Dataset entries

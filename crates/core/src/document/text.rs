// Markdown to plain text

use super::markdown::parser;
use super::Document;
use pulldown_cmark::{Event, Tag, TagEnd};

struct ListState {
    next: Option<u64>,
}

pub(crate) fn render(document: &Document) -> String {
    let mut out = String::new();
    let mut lists: Vec<ListState> = Vec::new();
    let mut link_stack: Vec<String> = Vec::new();
    let mut image_alt: Option<String> = None;
    let mut row: Vec<String> = Vec::new();
    let mut cell: Option<String> = None;
    let mut quote_depth = 0usize;
    let mut in_metadata = false;

    for event in parser(&document.markdown) {
        if in_metadata {
            if let Event::End(TagEnd::MetadataBlock(_)) = event {
                in_metadata = false;
            }
            continue;
        }

        match event {
            Event::Start(Tag::MetadataBlock(_)) => in_metadata = true,
            Event::Start(Tag::Heading { .. }) => {
                block_break(&mut out);
            }
            Event::End(TagEnd::Heading(_)) => out.push('\n'),
            Event::Start(Tag::Paragraph) => {
                if lists.is_empty() {
                    block_break(&mut out);
                }
                push_quote_prefix(&mut out, quote_depth);
            }
            Event::End(TagEnd::Paragraph) => {
                if lists.is_empty() {
                    out.push('\n');
                }
            }
            Event::Start(Tag::BlockQuote { .. }) => quote_depth += 1,
            Event::End(TagEnd::BlockQuote { .. }) => quote_depth = quote_depth.saturating_sub(1),
            Event::Start(Tag::CodeBlock(_)) => block_break(&mut out),
            Event::End(TagEnd::CodeBlock) => {}
            Event::Start(Tag::List(start)) => {
                if lists.is_empty() {
                    block_break(&mut out);
                }
                lists.push(ListState { next: start });
            }
            Event::End(TagEnd::List(_)) => {
                lists.pop();
            }
            Event::Start(Tag::Item) => {
                if !out.is_empty() && !out.ends_with('\n') {
                    out.push('\n');
                }
                let depth = lists.len().saturating_sub(1);
                out.push_str(&"  ".repeat(depth));
                match lists.last_mut() {
                    Some(ListState { next: Some(n) }) => {
                        out.push_str(&format!("{}. ", n));
                        *n += 1;
                    }
                    _ => out.push_str("- "),
                }
            }
            Event::End(TagEnd::Item) => {
                if !out.ends_with('\n') {
                    out.push('\n');
                }
            }
            Event::TaskListMarker(done) => out.push_str(if done { "[x] " } else { "[ ] " }),
            Event::Start(Tag::Table(_)) => block_break(&mut out),
            Event::End(TagEnd::Table) => {}
            Event::Start(Tag::TableHead) | Event::Start(Tag::TableRow) => row.clear(),
            Event::End(TagEnd::TableHead) | Event::End(TagEnd::TableRow) => {
                out.push_str(&row.join(" | "));
                out.push('\n');
                row.clear();
            }
            Event::Start(Tag::TableCell) => cell = Some(String::new()),
            Event::End(TagEnd::TableCell) => {
                if let Some(text) = cell.take() {
                    row.push(text.trim().to_string());
                }
            }
            Event::Start(Tag::Link { dest_url, .. }) => link_stack.push(dest_url.to_string()),
            Event::End(TagEnd::Link) => {
                if let Some(url) = link_stack.pop() {
                    write(&mut out, &mut cell, &format!(" ({})", url));
                }
            }
            Event::Start(Tag::Image { .. }) => image_alt = Some(String::new()),
            Event::End(TagEnd::Image) => {
                if let Some(alt) = image_alt.take() {
                    write(&mut out, &mut cell, &format!("[image: {}]", alt));
                }
            }
            Event::Text(text) | Event::Code(text) => {
                if let Some(alt) = image_alt.as_mut() {
                    alt.push_str(&text);
                } else {
                    write(&mut out, &mut cell, &text);
                }
            }
            Event::Html(html) | Event::InlineHtml(html) => write(&mut out, &mut cell, &html),
            Event::SoftBreak => write(&mut out, &mut cell, " "),
            Event::HardBreak => write(&mut out, &mut cell, "\n"),
            Event::Rule => {
                block_break(&mut out);
                out.push_str("----------\n");
            }
            Event::FootnoteReference(name) => write(&mut out, &mut cell, &format!("[{}]", name)),
            Event::Start(Tag::FootnoteDefinition(name)) => {
                block_break(&mut out);
                out.push_str(&format!("[{}]: ", name));
            }
            _ => {}
        }
    }

    let trimmed: Vec<&str> = out.lines().map(str::trim_end).collect();
    let mut text = trimmed.join("\n").trim().to_string();
    text.push('\n');
    text
}

fn write(out: &mut String, cell: &mut Option<String>, text: &str) {
    match cell {
        Some(buf) => buf.push_str(text),
        None => out.push_str(text),
    }
}

/// Separate blocks with exactly one blank line
fn block_break(out: &mut String) {
    if out.is_empty() {
        return;
    }
    while !out.ends_with("\n\n") {
        out.push('\n');
    }
}

fn push_quote_prefix(out: &mut String, depth: usize) {
    for _ in 0..depth {
        out.push_str("> ");
    }
}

__Work required__:
From the first record to the last, print each one exactly.

__Task output__:
filename crates/core/src/document/text.rs
// Markdown to plain text

use super::markdown::parser;
use super::Document;
use pulldown_cmark::{Event, Tag, TagEnd};

struct ListState {
    next: Option<u64>,
}

pub(crate) fn render(document: &Document) -> String {
    let mut out = String::new();
    let mut lists: Vec<ListState> = Vec::new();
    let mut link_stack: Vec<String> = Vec::new();
    let mut image_alt: Option<String> = None;
    let mut row: Vec<String> = Vec::new();
    let mut cell: Option<String> = None;
    let mut quote_depth = 0usize;
    let mut in_metadata = false;

    for event in parser(&document.markdown) {
        if in_metadata {
            if let Event::End(TagEnd::MetadataBlock(_)) = event {
                in_metadata = false;
            }
            continue;
        }

        match event {
            Event::Start(Tag::MetadataBlock(_)) => in_metadata = true,
            Event::Start(Tag::Heading { .. }) => {
                block_break(&mut out);
            }
            Event::End(TagEnd::Heading(_)) => out.push('\n'),
            Event::Start(Tag::Paragraph) => {
                if lists.is_empty() {
                    block_break(&mut out);
                }
                push_quote_prefix(&mut out, quote_depth);
            }
            Event::End(TagEnd::Paragraph) => {
                if lists.is_empty() {
                    out.push('\n');
                }
            }
            Event::Start(Tag::BlockQuote { .. }) => quote_depth += 1,
            Event::End(TagEnd::BlockQuote { .. }) => quote_depth = quote_depth.saturating_sub(1),
            Event::Start(Tag::CodeBlock(_)) => block_break(&mut out),
            Event::End(TagEnd::CodeBlock) => {}
            Event::Start(Tag::List(start)) => {
                if lists.is_empty() {
                    block_break(&mut out);
                }
                lists.push(ListState { next: start });
            }
            Event::End(TagEnd::List(_)) => {
                lists.pop();
            }
            Event::Start(Tag::Item) => {
                if !out.is_empty() && !out.ends_with('\n') {
                    out.push('\n');
                }
                let depth = lists.len().saturating_sub(1);
                out.push_str(&"  ".repeat(depth));
                match lists.last_mut() {
                    Some(ListState { next: Some(n) }) => {
                        out.push_str(&format!("{}. ", n));
                        *n += 1;
                    }
                    _ => out.push_str("- "),
                }
            }
            Event::End(TagEnd::Item) => {
                if !out.ends_with('\n') {
                    out.push('\n');
                }
            }
            Event::TaskListMarker(done) => out.push_str(if done { "[x] " } else { "[ ] " }),
            Event::Start(Tag::Table(_)) => block_break(&mut out),
            Event::End(TagEnd::Table) => {}
            Event::Start(Tag::TableHead) | Event::Start(Tag::TableRow) => row.clear(),
            Event::End(TagEnd::TableHead) | Event::End(TagEnd::TableRow) => {
                out.push_str(&row.join(" | "));
                out.push('\n');
                row.clear();
            }
            Event::Start(Tag::TableCell) => cell = Some(String::new()),
            Event::End(TagEnd::TableCell) => {
                if let Some(text) = cell.take() {
                    row.push(text.trim().to_string());
                }
            }
            Event::Start(Tag::Link { dest_url, .. }) => link_stack.push(dest_url.to_string()),
            Event::End(TagEnd::Link) => {
                if let Some(url) = link_stack.pop() {
                    write(&mut out, &mut cell, &format!(" ({})", url));
                }
            }
            Event::Start(Tag::Image { .. }) => image_alt = Some(String::new()),
            Event::End(TagEnd::Image) => {
                if let Some(alt) = image_alt.take() {
                    write(&mut out, &mut cell, &format!("[image: {}]", alt));
                }
            }
            Event::Text(text) | Event::Code(text) => {
                if let Some(alt) = image_alt.as_mut() {
                    alt.push_str(&text);
                } else {
                    write(&mut out, &mut cell, &text);
                }
            }
            Event::Html(html) | Event::InlineHtml(html) => write(&mut out, &mut cell, &html),
            Event::SoftBreak => write(&mut out, &mut cell, " "),
            Event::HardBreak => write(&mut out, &mut cell, "\n"),
            Event::Rule => {
                block_break(&mut out);
                out.push_str("----------\n");
            }
            Event::FootnoteReference(name) => write(&mut out, &mut cell, &format!("[{}]", name)),
            Event::Start(Tag::FootnoteDefinition(name)) => {
                block_break(&mut out);
                out.push_str(&format!("[{}]: ", name));
            }
            _ => {}
        }
    }

    let trimmed: Vec<&str> = out.lines().map(str::trim_end).collect();
    let mut text = trimmed.join("\n").trim().to_string();
    text.push('\n');
    text
}

fn write(out: &mut String, cell: &mut Option<String>, text: &str) {
    match cell {
        Some(buf) => buf.push_str(text),
        None => out.push_str(text),
    }
}

/// Separate blocks with exactly one blank line
fn block_break(out: &mut String) {
    if out.is_empty() {
        return;
    }
    while !out.ends_with("\n\n") {
        out.push('\n');
    }
}

fn push_quote_prefix(out: &mut String, depth: usize) {
    for _ in 0..depth {
        out.push_str("> ");
    }
}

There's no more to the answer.